Don’t exercise or eat within three hours of sleep.
No tv or computer in the bedroom.
If you can’t sleep, get up — whether that’s at night or in the morning.
Don’t nap during the day.
No caffeine or alcohol in the evening.
Don’t read your book in bed.

Most of this is obvious and I already know. But, my problem is, if I go to bed only when I am so exhausted I feel like I must sleep, then I will either be in bed all day/night or I’ll never be in bed. I always feel like I could fall asleep and I always do, but then wake up half an hour later… I can do this cycle for 12 hours. They said the sleep study would measure how often I am in deep sleep, REM etc. and I said, wait, I have a Zeo that tells me that info. Is this as sophisticated as it gets? Thankfully, they said the sleep study would also measure my heart, oxygen levels, whether I have sleep apnea, whether I snore, how much I thrash about and the brain monitoring shows much more than the Zeo. They said, even though it may feel like I wake up 16 times a night, my brain might actually be so active that it is more like hundreds of times a night in terms of sleep quality. Also, if I happen to sleep like a baby when I am in the hospital, it might just be a vicious cycle of my worry about not being able to sleep causing me to not sleep. In which case, they recommend drugs. They couldn’t believe I hadn’t caved and tried sleeping pills during the last 30 years of bad sleep and, especially, the last year of nonexistent sleep.

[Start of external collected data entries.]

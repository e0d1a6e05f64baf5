//! Test Runner Output Parsing
//!
//! Turns raw runner output into a [`VerificationResult`]. Formats are tried
//! in order:
//!
//! 1. Jest/Vitest JSON reporter (`numPassedTests`, `testResults[]`)
//! 2. TAP (`ok 1 - name` / `not ok 2 - name`)
//! 3. Human summary line (`Tests: 1 failed, 2 passed, 3 total`)
//!
//! Anything else is a failing result that carries the raw output as
//! diagnostics.

use std::sync::LazyLock;

use regex::Regex;
use serde::Deserialize;

use crate::types::{CaseResult, TestOutcome, VerificationResult};

static TAP_LINE: LazyLock<Regex> = LazyLock::new(|| {
    Regex::new(r"^(not )?ok\b\s*(\d+)?\s*(?:-\s*)?([^#]*)(#\s*(\w+))?").expect("valid TAP regex")
});

static SUMMARY_LINE: LazyLock<Regex> =
    LazyLock::new(|| Regex::new(r"(?m)^\s*Tests:?\s+(.+)$").expect("valid summary regex"));

static FAILED_COUNT: LazyLock<Regex> =
    LazyLock::new(|| Regex::new(r"(\d+)\s+failed").expect("valid failed regex"));

static PASSED_COUNT: LazyLock<Regex> =
    LazyLock::new(|| Regex::new(r"(\d+)\s+passed").expect("valid passed regex"));

/// Strip ANSI color sequences some runners emit even without a TTY
static ANSI: LazyLock<Regex> =
    LazyLock::new(|| Regex::new(r"\x1b\[[0-9;]*m").expect("valid ansi regex"));

#[derive(Debug, Deserialize)]
#[serde(rename_all = "camelCase")]
struct JestReport {
    num_passed_tests: u32,
    num_failed_tests: u32,
    #[serde(default)]
    test_results: Vec<JestSuite>,
}

#[derive(Debug, Deserialize)]
#[serde(rename_all = "camelCase")]
struct JestSuite {
    #[serde(default)]
    name: String,
    #[serde(default)]
    message: String,
    #[serde(default)]
    assertion_results: Vec<JestAssertion>,
}

#[derive(Debug, Deserialize)]
#[serde(rename_all = "camelCase")]
struct JestAssertion {
    #[serde(default)]
    full_name: String,
    #[serde(default)]
    title: String,
    status: String,
    #[serde(default)]
    failure_messages: Vec<String>,
}

pub fn parse_test_output(stdout: &str, stderr: &str, exit_success: bool) -> VerificationResult {
    let stdout = ANSI.replace_all(stdout, "");
    let stderr = ANSI.replace_all(stderr, "");

    if let Some(result) = parse_jest_json(&stdout, &stderr) {
        return result;
    }

    let combined = format!("{}\n{}", stdout, stderr);
    if let Some(result) = parse_tap(&stdout, &combined) {
        return result;
    }
    if let Some(result) = parse_summary(&combined) {
        return result;
    }

    let reason = if exit_success {
        "no test results found in runner output"
    } else {
        "test runner failed"
    };
    VerificationResult::failure(format!("{}\n{}", reason, combined.trim()))
}

/// First JSON object in stdout that looks like a Jest report. Reporters may
/// print banners before the object, so each line starting with `{` is tried.
fn parse_jest_json(stdout: &str, stderr: &str) -> Option<VerificationResult> {
    let starts = stdout
        .match_indices('{')
        .map(|(i, _)| i)
        .filter(|&i| i == 0 || stdout[..i].ends_with('\n'));

    for start in starts {
        let mut stream =
            serde_json::Deserializer::from_str(&stdout[start..]).into_iter::<JestReport>();
        if let Some(Ok(report)) = stream.next() {
            return Some(jest_result(report, stderr));
        }
    }
    None
}

fn jest_result(report: JestReport, stderr: &str) -> VerificationResult {
    let mut cases = Vec::new();
    let mut diagnostics = Vec::new();

    for suite in &report.test_results {
        if !suite.message.trim().is_empty() {
            diagnostics.push(format!("{}\n{}", suite.name, suite.message.trim()));
        }
        for assertion in &suite.assertion_results {
            let name = if assertion.full_name.is_empty() {
                assertion.title.clone()
            } else {
                assertion.full_name.clone()
            };
            match assertion.status.as_str() {
                "passed" => cases.push(CaseResult::passed(name)),
                "failed" => {
                    for message in &assertion.failure_messages {
                        diagnostics.push(format!("{}: {}", name, message.trim()));
                    }
                    cases.push(CaseResult::failed(name));
                }
                // pending, skipped, todo
                _ => {}
            }
        }
    }

    if !stderr.trim().is_empty() {
        diagnostics.push(stderr.trim().to_string());
    }
    let diagnostics = diagnostics.join("\n\n");

    if cases.is_empty() {
        VerificationResult::from_counts(report.num_passed_tests, report.num_failed_tests, diagnostics)
    } else {
        VerificationResult::from_cases(cases, diagnostics)
    }
}

fn parse_tap(stdout: &str, combined: &str) -> Option<VerificationResult> {
    let mut cases = Vec::new();

    for line in stdout.lines() {
        let Some(caps) = TAP_LINE.captures(line.trim()) else {
            continue;
        };
        let directive = caps.get(5).map(|m| m.as_str().to_ascii_lowercase());
        if matches!(directive.as_deref(), Some("skip" | "todo")) {
            continue;
        }

        let number = caps.get(2).map(|m| m.as_str()).unwrap_or("?");
        let name = caps
            .get(3)
            .map(|m| m.as_str().trim())
            .filter(|s| !s.is_empty())
            .map(str::to_string)
            .unwrap_or_else(|| format!("test {}", number));

        if caps.get(1).is_some() {
            cases.push(CaseResult::failed(name));
        } else {
            cases.push(CaseResult::passed(name));
        }
    }

    if cases.is_empty() {
        return None;
    }
    let diagnostics = if cases.iter().any(|c| c.outcome == TestOutcome::Failed) {
        combined.trim().to_string()
    } else {
        String::new()
    };
    Some(VerificationResult::from_cases(cases, diagnostics))
}

fn parse_summary(combined: &str) -> Option<VerificationResult> {
    let line = SUMMARY_LINE.captures_iter(combined).last()?.get(1)?.as_str();
    let count = |re: &Regex| {
        re.captures(line)
            .and_then(|c| c.get(1))
            .and_then(|m| m.as_str().parse::<u32>().ok())
    };
    let failed = count(&FAILED_COUNT);
    let passed = count(&PASSED_COUNT);
    if failed.is_none() && passed.is_none() {
        return None;
    }

    let failed = failed.unwrap_or(0);
    let diagnostics = if failed > 0 {
        combined.trim().to_string()
    } else {
        String::new()
    };
    Some(VerificationResult::from_counts(passed.unwrap_or(0), failed, diagnostics))
}

#[cfg(test)]
mod tests {
    use super::*;

    const JEST_JSON: &str = r#"{"numPassedTests":1,"numFailedTests":1,"numTotalTests":2,"success":false,
"testResults":[{"name":"/w/src/Counter.test.tsx","message":"","assertionResults":[
{"fullName":"Counter renders","title":"renders","status":"passed","failureMessages":[]},
{"fullName":"Counter increments","title":"increments","status":"failed","failureMessages":["expected 1 received 0"]},
{"fullName":"Counter todo","title":"todo","status":"todo","failureMessages":[]}]}]}"#;

    #[test]
    fn test_parse_jest_json_with_banner() {
        let stdout = format!("RUN v1.0.0 /w\n{}\n", JEST_JSON);
        let result = parse_test_output(&stdout, "", false);
        assert!(!result.passed());
        assert_eq!(result.passed_count(), 1);
        assert_eq!(result.failed_count(), 1);
        assert_eq!(result.total_count(), 2);
        assert_eq!(result.failing_cases().collect::<Vec<_>>(), vec!["Counter increments"]);
        assert!(result.diagnostics().contains("expected 1 received 0"));
    }

    #[test]
    fn test_parse_jest_counts_without_assertions() {
        let stdout = r#"{"numPassedTests":3,"numFailedTests":0,"testResults":[]}"#;
        let result = parse_test_output(stdout, "", true);
        assert!(result.passed());
        assert_eq!(result.total_count(), 3);
    }

    #[test]
    fn test_parse_tap() {
        let stdout = "TAP version 13\nok 1 - renders\nnot ok 2 - increments\nok 3 - pending # SKIP later\n1..3\n";
        let result = parse_test_output(stdout, "", false);
        assert_eq!(result.passed_count(), 1);
        assert_eq!(result.failed_count(), 1);
        assert_eq!(result.failing_cases().collect::<Vec<_>>(), vec!["increments"]);
    }

    #[test]
    fn test_parse_summary_line() {
        let stdout = "\x1b[32m✓\x1b[0m src/a.test.ts\n Tests:  1 failed, 4 passed, 5 total\n";
        let result = parse_test_output(stdout, "", false);
        assert_eq!(result.passed_count(), 4);
        assert_eq!(result.failed_count(), 1);

        let vitest = "      Tests  3 passed (3)\n";
        assert!(parse_test_output(vitest, "", true).passed());
    }

    #[test]
    fn test_unparsable_output_fails_with_diagnostics() {
        let result = parse_test_output("", "sh: vitest: not found", false);
        assert!(!result.passed());
        assert_eq!(result.total_count(), 0);
        assert!(result.diagnostics().contains("vitest: not found"));
    }

    #[test]
    fn test_clean_exit_without_results_is_not_a_pass() {
        let result = parse_test_output("nothing to see", "", true);
        assert!(!result.passed());
        assert!(result.diagnostics().contains("no test results"));
    }
}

For the last 6 nights, I have only had 6 hours sleep each night, but it honestly feels like 2. I am so tired! But I am still taking the LDN and sticking with the diet and the supplements. Tonight, I might start taking melatonin again and up the dose to 1mg. The doctor today laughed at me when I said I had been taking 0.5mg. She said, “Do you mean 5mg?” They never start anyone lower than 3mg.

The pulled muscle in my back feels better, so, my goal today is get to the dog park and finish the laundry. And meditate without falling asleep per the doc’s instructions.

Finally, I am grateful for my husband. It’s almost futile to write about it because there are no words to express the depth of my gratitude. I found the kindest, most generous, most patient, most selfless man in the world (or, at least, in MY world ;)). He has literally saved my life more times than I can count and he takes care of me in sickness and in health.